Por: Anna Oliveira

Por: Anna Oliveira

9 agosto, 2019 • 3:30

Você provavelmente já ouviu alguma conversa sobre a necessidade dos homens estarem mais presentes na criação dos filhos. Você, talvez, até trabalhe em uma empresa que adota programas focados na Primeira Infância, olhando não só para o público feminino, mas para o masculino também. Você sabe que, hoje, existe a opção da licença-paternidade ampliada, mas o que talvez você não saiba é o significado que uma licença de apenas 5 dias tem não só no contexto corporativo, mas no exercício da paternidade. O significado que esse benefício com esse período de duração dá ao papel de pai.

Foi em 1988 que a licença-paternidade da forma como conhecemos hoje passou a configurar no rol de direitos trabalhistas, por meio da Constituição da República Federativa do Brasil. Neste documento, constava que o trabalhador passaria a ter direito à uma licença remunerada de cinco dias corridos a partir do primeiro dia útil após o nascimento da criança. Antes disso, um artigo na Consolidação das Leis do Trabalho (CLT) garantia falta justificada de apenas um dia.

A ideia era que, levando em consideração a importância do repouso da mãe após o parto, o pai pudesse faltar ao trabalho para fazer o registro civil do recém-nascido — e bastaria um dia útil para isso. A licença tinha uma finalidade (um significado) bem prática. Também regida por esse “utilitarismo”, a Constituição Federal passou a garantir uma licença maior de cinco dias por conta da necessidade de recuperação da mulher, principalmente em casos de cesárea. A medida, no entanto, não visava criar laços entre pai e filho, não visava o exercício de uma paternidade. Infelizmente, essa preocupação ganhou destaque só mais tarde, quando a licença passou a ganhar outro sentido diferente desse mais utilitarista.

O novo significado de uma licença ampliada

Em 2008, foi instituído o Programa Empresa Cidadã, do Governo Federal, destinado a prorrogar por 60 dias a duração da licença-maternidade e por 15 dias, além dos cinco já estabelecidos, a duração da licença-paternidade (Lei nº 13.257/2016). Vale lembrar que a extensão do benefício é concedida apenas ao colaborador de uma organização que faz parte de tal programa, desde que essa licença total de 20 dias (5 estabelecidos por lei + 15 da Empresa Cidadã) seja solicitada no prazo de dois dias úteis após o parto e desde que seja comprovada a participação desse trabalhador em um programa ou uma atividade de orientação sobre paternidade responsável.

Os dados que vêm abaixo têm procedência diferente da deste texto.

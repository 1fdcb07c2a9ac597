//! Configuration management subsystem.
//!
//! # Data Flow
//! ```text
//! environment variables
//!     → loader.rs (exhaustive read; all missing vars reported together)
//!     → schema.rs (typed settings; sentinels for unset deployment constants)
//!     → validation.rs (sentinel checks, immediately before first use)
//!     → immutable config values handed to the components
//! ```
//!
//! # Design Decisions
//! - Configs are immutable value objects once loaded
//! - Deployment constants (contract address, slot, version, subscription)
//!   are data, never call-site literals
//! - Validation is a pure function and names the offending field

pub mod loader;
pub mod schema;
pub mod validation;

pub use loader::{load_agent_settings, load_secrets_settings, ConfigError};
pub use schema::{
    AgentSettings, GiftContractConfig, SecretsDeploySettings, SecretsReference, UNCONFIGURED_SLOT,
    UNCONFIGURED_U64,
};
pub use validation::{validate_contract_config, ValidationError};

Mesmo oferecendo vantagens de isenção fiscal de impostos federais às empresas que aderem ao programa, o Empresa Cidadã ainda não exibe um número tão grande de participantes. Segundo dados da Receita Federal, até julho de 2018 aproximadamente 20 mil empresas haviam aderido ao programa, o que equivaleria a pouco mais de 10% das organizações brasileiras aptas a fazer parte do Empresa Cidadã.

No caso do ranking As 150 Melhores Empresas para Trabalhar no Brasil, do Great Place to Work, a porcentagem de organizações que ampliaram a licença-paternidade vêm crescendo. Se em 2018, eram 29%, na edição de 2019 a proporção de empresas que concedem o benefício passou para 39%. Levando em conta as que oferecem mais de 5 dias, a média de tempo de licença-paternidade concedida pelas melhores é de 22 dias, sendo que existem organizações, como a Mastercard e Johnson & Johnson, que dão 56 dias corridos.

Diante de todos esses dados, a conversa sobre a licença-paternidade pode parecer apenas uma discussão sobre números. Um debate sobre o período de licença no passado e o concedido no presente, mas a grande questão é o que está por trás disso — o significado. O que significa quando a Constituição entende 5 dias como um período suficiente para um pai estar com o seu filho? O que significa quando, para uma empresa, 5 dias bastam para que seu colaborador esteja com a família após o nascimento da criança?

Pode parecer que falar de paternidade é um assunto pessoal e que o mundo corporativo não tem nada a ver com isso, mas, na verdade, quando organizações definem por quanto tempo um homem poderá estar com o seu filho, elas não estão apenas legislando sobre a forma de se trabalhar. Elas estão definindo como esse homem irá exercer o seu papel de pai — no caso, um pai ausente e distante daquela vida que ele também gerou.